// SPDX-License-Identifier: AGPL-3.0-or-later
// Copyright (c) 2025 Gridbase

mod scope;

use std::sync::Arc;

use dashmap::DashMap;
use serde_json::json;
use tracing::trace;

pub use scope::{CacheScope, DelDirection};

type FullKey = (CacheScope, String);

/// Process-wide metadata cache.
///
/// Entries are immutable values replaced wholesale on every write, so a
/// reader holding an `Arc` always sees a consistent snapshot of one entry;
/// only the maps themselves are synchronized. The cache is synchronously
/// consistent with the last completed metadata write from this process —
/// every mutator updates it before returning. It makes no cross-process
/// guarantee; the persistent store stays the source of truth on cold start.
#[derive(Debug, Default)]
pub struct MetaCache {
	entries: DashMap<FullKey, Arc<serde_json::Value>>,
	/// Parent list registrations: (scope, parent key) -> child full
	/// keys, used by `deep_del` to cascade without a metadata read.
	lists: DashMap<FullKey, Vec<FullKey>>,
}

impl MetaCache {
	pub fn new() -> Self {
		Self::default()
	}

	/// Never touches the persistent store; a miss returns `None` and
	/// the caller populates.
	pub fn get(&self, scope: CacheScope, key: &str) -> Option<Arc<serde_json::Value>> {
		self.entries.get(&(scope, key.to_string())).map(|entry| Arc::clone(entry.value()))
	}

	/// Unconditional overwrite, used both on populate-after-miss and on
	/// update. The entry is replaced as a whole, never mutated in place.
	pub fn set(&self, scope: CacheScope, key: &str, value: serde_json::Value) {
		trace!(%scope, key, "cache set");
		self.entries.insert((scope, key.to_string()), Arc::new(value));
	}

	/// Merge fields into an existing cached object. A miss is a no-op
	/// by contract: the populate-on-miss path recovers, so an absent
	/// key is never an error here.
	pub fn update(&self, scope: CacheScope, key: &str, partial: serde_json::Value) {
		let Some(mut entry) = self.entries.get_mut(&(scope, key.to_string())) else {
			return;
		};
		let mut merged = entry.value().as_ref().clone();
		if let (Some(target), Some(fields)) = (merged.as_object_mut(), partial.as_object()) {
			for (field, value) in fields {
				target.insert(field.clone(), value.clone());
			}
		}
		// single atomic replace; readers see old or new, never a torn mix
		*entry.value_mut() = Arc::new(merged);
	}

	/// Delete one entry and drop its registration from any parent list.
	/// Absent keys are a no-op.
	pub fn del(&self, scope: CacheScope, key: &str) {
		let full = (scope, key.to_string());
		self.entries.remove(&full);
		if let Some(parent_scope) = scope.parent() {
			for mut list in self.lists.iter_mut() {
				if list.key().0 == parent_scope {
					list.value_mut().retain(|child| child != &full);
				}
			}
		}
	}

	/// Delete an entry together with its appended child lists.
	pub fn deep_del(&self, scope: CacheScope, key: &str, direction: DelDirection) {
		let full = (scope, key.to_string());
		if direction == DelDirection::ChildToParent {
			if let Some((_, children)) = self.lists.remove(&full) {
				for (child_scope, child_key) in children {
					self.deep_del(child_scope, &child_key, direction);
				}
			}
		} else {
			self.lists.remove(&full);
		}
		self.del(scope, key);
	}

	/// Register child keys under a parent's list for cascade deletion.
	/// Duplicate appends are idempotent.
	pub fn append_to_list(&self, scope: CacheScope, list_key: &str, children: &[(CacheScope, String)]) {
		let mut list = self.lists.entry((scope, list_key.to_string())).or_default();
		for child in children {
			if !list.contains(child) {
				list.push(child.clone());
			}
		}
	}

	/// Administrative dump keyed `scope:key`; diagnostics only, not a
	/// stable wire contract.
	pub fn export(&self) -> serde_json::Value {
		let mut dump = serde_json::Map::new();
		for entry in self.entries.iter() {
			let (scope, key) = entry.key();
			dump.insert(format!("{scope}:{key}"), entry.value().as_ref().clone());
		}
		json!(dump)
	}

	/// Administrative flush of everything.
	pub fn destroy(&self) {
		self.entries.clear();
		self.lists.clear();
	}
}

#[cfg(test)]
mod tests {
	use super::*;

	#[test]
	fn test_get_miss_returns_none() {
		let cache = MetaCache::new();
		assert!(cache.get(CacheScope::Table, "tbl_1").is_none());
	}

	#[test]
	fn test_set_then_get() {
		let cache = MetaCache::new();
		cache.set(CacheScope::Table, "tbl_1", json!({"title": "City"}));
		let value = cache.get(CacheScope::Table, "tbl_1").unwrap();
		assert_eq!(value.as_ref(), &json!({"title": "City"}));
	}

	#[test]
	fn test_set_overwrites() {
		let cache = MetaCache::new();
		cache.set(CacheScope::Table, "tbl_1", json!({"title": "City"}));
		cache.set(CacheScope::Table, "tbl_1", json!({"title": "Town"}));
		let value = cache.get(CacheScope::Table, "tbl_1").unwrap();
		assert_eq!(value["title"], "Town");
	}

	#[test]
	fn test_update_merges_fields() {
		let cache = MetaCache::new();
		cache.set(CacheScope::Column, "col_1", json!({"title": "Name", "pk": false}));
		cache.update(CacheScope::Column, "col_1", json!({"title": "Full Name"}));
		let value = cache.get(CacheScope::Column, "col_1").unwrap();
		assert_eq!(value["title"], "Full Name");
		assert_eq!(value["pk"], false);
	}

	#[test]
	fn test_update_absent_is_noop() {
		let cache = MetaCache::new();
		cache.update(CacheScope::Column, "col_404", json!({"title": "x"}));
		assert!(cache.get(CacheScope::Column, "col_404").is_none());
	}

	#[test]
	fn test_del_absent_is_noop() {
		let cache = MetaCache::new();
		cache.del(CacheScope::Column, "col_404");
	}

	#[test]
	fn test_old_snapshot_survives_overwrite() {
		let cache = MetaCache::new();
		cache.set(CacheScope::Table, "tbl_1", json!({"title": "City"}));
		let snapshot = cache.get(CacheScope::Table, "tbl_1").unwrap();
		cache.set(CacheScope::Table, "tbl_1", json!({"title": "Town"}));
		// the reader's Arc still sees the value it read
		assert_eq!(snapshot["title"], "City");
		assert_eq!(cache.get(CacheScope::Table, "tbl_1").unwrap()["title"], "Town");
	}

	#[test]
	fn test_deep_del_drops_registered_children() {
		let cache = MetaCache::new();
		cache.set(CacheScope::Table, "tbl_1", json!({"title": "City"}));
		cache.set(CacheScope::Column, "col_1", json!({"title": "id"}));
		cache.set(CacheScope::Column, "col_2", json!({"title": "name"}));
		cache.set(CacheScope::View, "vw_1", json!({"title": "Default"}));
		cache.append_to_list(CacheScope::Table, "tbl_1", &[
			(CacheScope::Column, "col_1".to_string()),
			(CacheScope::Column, "col_2".to_string()),
			(CacheScope::View, "vw_1".to_string()),
		]);

		cache.deep_del(CacheScope::Table, "tbl_1", DelDirection::ChildToParent);

		assert!(cache.get(CacheScope::Table, "tbl_1").is_none());
		assert!(cache.get(CacheScope::Column, "col_1").is_none());
		assert!(cache.get(CacheScope::Column, "col_2").is_none());
		assert!(cache.get(CacheScope::View, "vw_1").is_none());
	}

	#[test]
	fn test_parent_to_child_leaves_children() {
		let cache = MetaCache::new();
		cache.set(CacheScope::Table, "tbl_1", json!({}));
		cache.set(CacheScope::Column, "col_1", json!({}));
		cache.append_to_list(CacheScope::Table, "tbl_1", &[(CacheScope::Column, "col_1".to_string())]);

		cache.deep_del(CacheScope::Table, "tbl_1", DelDirection::ParentToChild);

		assert!(cache.get(CacheScope::Table, "tbl_1").is_none());
		assert!(cache.get(CacheScope::Column, "col_1").is_some());
	}

	#[test]
	fn test_append_is_idempotent() {
		let cache = MetaCache::new();
		cache.append_to_list(CacheScope::Table, "tbl_1", &[(CacheScope::Column, "col_1".to_string())]);
		cache.append_to_list(CacheScope::Table, "tbl_1", &[(CacheScope::Column, "col_1".to_string())]);
		let list = cache.lists.get(&(CacheScope::Table, "tbl_1".to_string())).unwrap();
		assert_eq!(list.len(), 1);
	}

	#[test]
	fn test_del_unregisters_from_parent_list() {
		let cache = MetaCache::new();
		cache.set(CacheScope::Column, "col_1", json!({}));
		cache.append_to_list(CacheScope::Table, "tbl_1", &[(CacheScope::Column, "col_1".to_string())]);

		cache.del(CacheScope::Column, "col_1");

		let list = cache.lists.get(&(CacheScope::Table, "tbl_1".to_string())).unwrap();
		assert!(list.is_empty());
	}

	#[test]
	fn test_export_keyed_scope_colon_key() {
		let cache = MetaCache::new();
		cache.set(CacheScope::Table, "tbl_1", json!({"title": "City"}));
		let dump = cache.export();
		assert_eq!(dump["table:tbl_1"]["title"], "City");
	}

	#[test]
	fn test_destroy_flushes_everything() {
		let cache = MetaCache::new();
		cache.set(CacheScope::Table, "tbl_1", json!({}));
		cache.append_to_list(CacheScope::Table, "tbl_1", &[(CacheScope::Column, "col_1".to_string())]);
		cache.destroy();
		assert!(cache.get(CacheScope::Table, "tbl_1").is_none());
		assert_eq!(cache.export(), json!({}));
	}

	#[test]
	fn test_last_write_wins_sequence() {
		// a get never returns anything but the last non-deleting write
		let cache = MetaCache::new();
		cache.set(CacheScope::Column, "col_1", json!({"v": 1}));
		cache.update(CacheScope::Column, "col_1", json!({"v": 2}));
		assert_eq!(cache.get(CacheScope::Column, "col_1").unwrap()["v"], 2);
		cache.del(CacheScope::Column, "col_1");
		assert!(cache.get(CacheScope::Column, "col_1").is_none());
		cache.set(CacheScope::Column, "col_1", json!({"v": 3}));
		assert_eq!(cache.get(CacheScope::Column, "col_1").unwrap()["v"], 3);
	}
}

Task instructions: Set down, exactly as they stand above, the lines starting with the line with "self.entries.insert((scope, key.to_string()), Arc::new(value));" and going on through the line with "pub fn del(&self, scope: CacheScope, key: &str)", and no others.

Exercise answer:
		self.entries.insert((scope, key.to_string()), Arc::new(value));
	}

	/// Merge fields into an existing cached object. A miss is a no-op
	/// by contract: the populate-on-miss path recovers, so an absent
	/// key is never an error here.
	pub fn update(&self, scope: CacheScope, key: &str, partial: serde_json::Value) {
		let Some(mut entry) = self.entries.get_mut(&(scope, key.to_string())) else {
			return;
		};
		let mut merged = entry.value().as_ref().clone();
		if let (Some(target), Some(fields)) = (merged.as_object_mut(), partial.as_object()) {
			for (field, value) in fields {
				target.insert(field.clone(), value.clone());
			}
		}
		// single atomic replace; readers see old or new, never a torn mix
		*entry.value_mut() = Arc::new(merged);
	}

	/// Delete one entry and drop its registration from any parent list.
	/// Absent keys are a no-op.
	pub fn del(&self, scope: CacheScope, key: &str) {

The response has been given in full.